▶ [EXERCISE INSTRUCTIONS]
Repeat the entries that appear below, exactly as they are given.

▶ [Records from a data source]

use clap::Parser;
use scene_export::export::{
    DEFAULT_PATHS_FILE, DEFAULT_WAYPOINTS_FILE, ExportConfig, PathOutcome, run_export,
};
use scene_export::scene::{Scene, SceneError};
use std::path::PathBuf;
use std::process;

/// Export curve paths and waypoint markers from a scene dump to JSON files
/// for a web 3D renderer.
#[derive(Parser)]
#[command(name = "scene-export")]
struct Args {
    /// Scene dump JSON produced by the authoring tool
    scene: PathBuf,

    /// Destination file for the path point lists
    #[arg(long, default_value = DEFAULT_PATHS_FILE)]
    paths: PathBuf,

    /// Destination file for the waypoint positions
    #[arg(long, default_value = DEFAULT_WAYPOINTS_FILE)]
    waypoints: PathBuf,
}

fn main() {
    let args = Args::parse();

    let scene = match Scene::load(&args.scene) {
        Ok(scene) => scene,
        Err(e @ SceneError::Read { .. }) => {
            eprintln!("{e}");
            process::exit(2);
        }
        Err(e) => {
            eprintln!("{e}");
            process::exit(3);
        }
    };

    let config = ExportConfig {
        paths_file: args.paths,
        waypoints_file: args.waypoints,
    };

    let report = match run_export(&scene, &config) {
        Ok(report) => report,
        Err(e) => {
            eprintln!("{e}");
            process::exit(4);
        }
    };

    println!("Median height (scene Z): {}", report.median_height);
    for outcome in &report.path_outcomes {
        match outcome {
            PathOutcome::Exported { name, vertex_count } => {
                println!("Exported {name}: {vertex_count} vertices");
            }
            PathOutcome::SkippedEmptyMesh { name } => {
                println!("Skipping {name}: no mesh data");
            }
        }
    }
    println!(
        "\nExported {} paths to: {}",
        report.exported_path_count(),
        config.paths_file.display()
    );
    println!("Path names: {:?}", report.exported_path_names());

    for (name, position) in &report.waypoints {
        println!("Exported waypoint {name}: {position:?}");
    }
    println!(
        "\nExported {} waypoints to: {}",
        report.waypoints.len(),
        config.waypoints_file.display()
    );
}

▶ [RESPONSE TO THIS EXERCISE]
use clap::Parser;
use scene_export::export::{
    DEFAULT_PATHS_FILE, DEFAULT_WAYPOINTS_FILE, ExportConfig, PathOutcome, run_export,
};
use scene_export::scene::{Scene, SceneError};
use std::path::PathBuf;
use std::process;

/// Export curve paths and waypoint markers from a scene dump to JSON files
/// for a web 3D renderer.
#[derive(Parser)]
#[command(name = "scene-export")]
struct Args {
    /// Scene dump JSON produced by the authoring tool
    scene: PathBuf,

    /// Destination file for the path point lists
    #[arg(long, default_value = DEFAULT_PATHS_FILE)]
    paths: PathBuf,

    /// Destination file for the waypoint positions
    #[arg(long, default_value = DEFAULT_WAYPOINTS_FILE)]
    waypoints: PathBuf,
}

fn main() {
    let args = Args::parse();

    let scene = match Scene::load(&args.scene) {
        Ok(scene) => scene,
        Err(e @ SceneError::Read { .. }) => {
            eprintln!("{e}");
            process::exit(2);
        }
        Err(e) => {
            eprintln!("{e}");
            process::exit(3);
        }
    };

    let config = ExportConfig {
        paths_file: args.paths,
        waypoints_file: args.waypoints,
    };

    let report = match run_export(&scene, &config) {
        Ok(report) => report,
        Err(e) => {
            eprintln!("{e}");
            process::exit(4);
        }
    };

    println!("Median height (scene Z): {}", report.median_height);
    for outcome in &report.path_outcomes {
        match outcome {
            PathOutcome::Exported { name, vertex_count } => {
                println!("Exported {name}: {vertex_count} vertices");
            }
            PathOutcome::SkippedEmptyMesh { name } => {
                println!("Skipping {name}: no mesh data");
            }
        }
    }
    println!(
        "\nExported {} paths to: {}",
        report.exported_path_count(),
        config.paths_file.display()
    );
    println!("Path names: {:?}", report.exported_path_names());

    for (name, position) in &report.waypoints {
        println!("Exported waypoint {name}: {position:?}");
    }
    println!(
        "\nExported {} waypoints to: {}",
        report.waypoints.len(),
        config.waypoints_file.display()
    );
}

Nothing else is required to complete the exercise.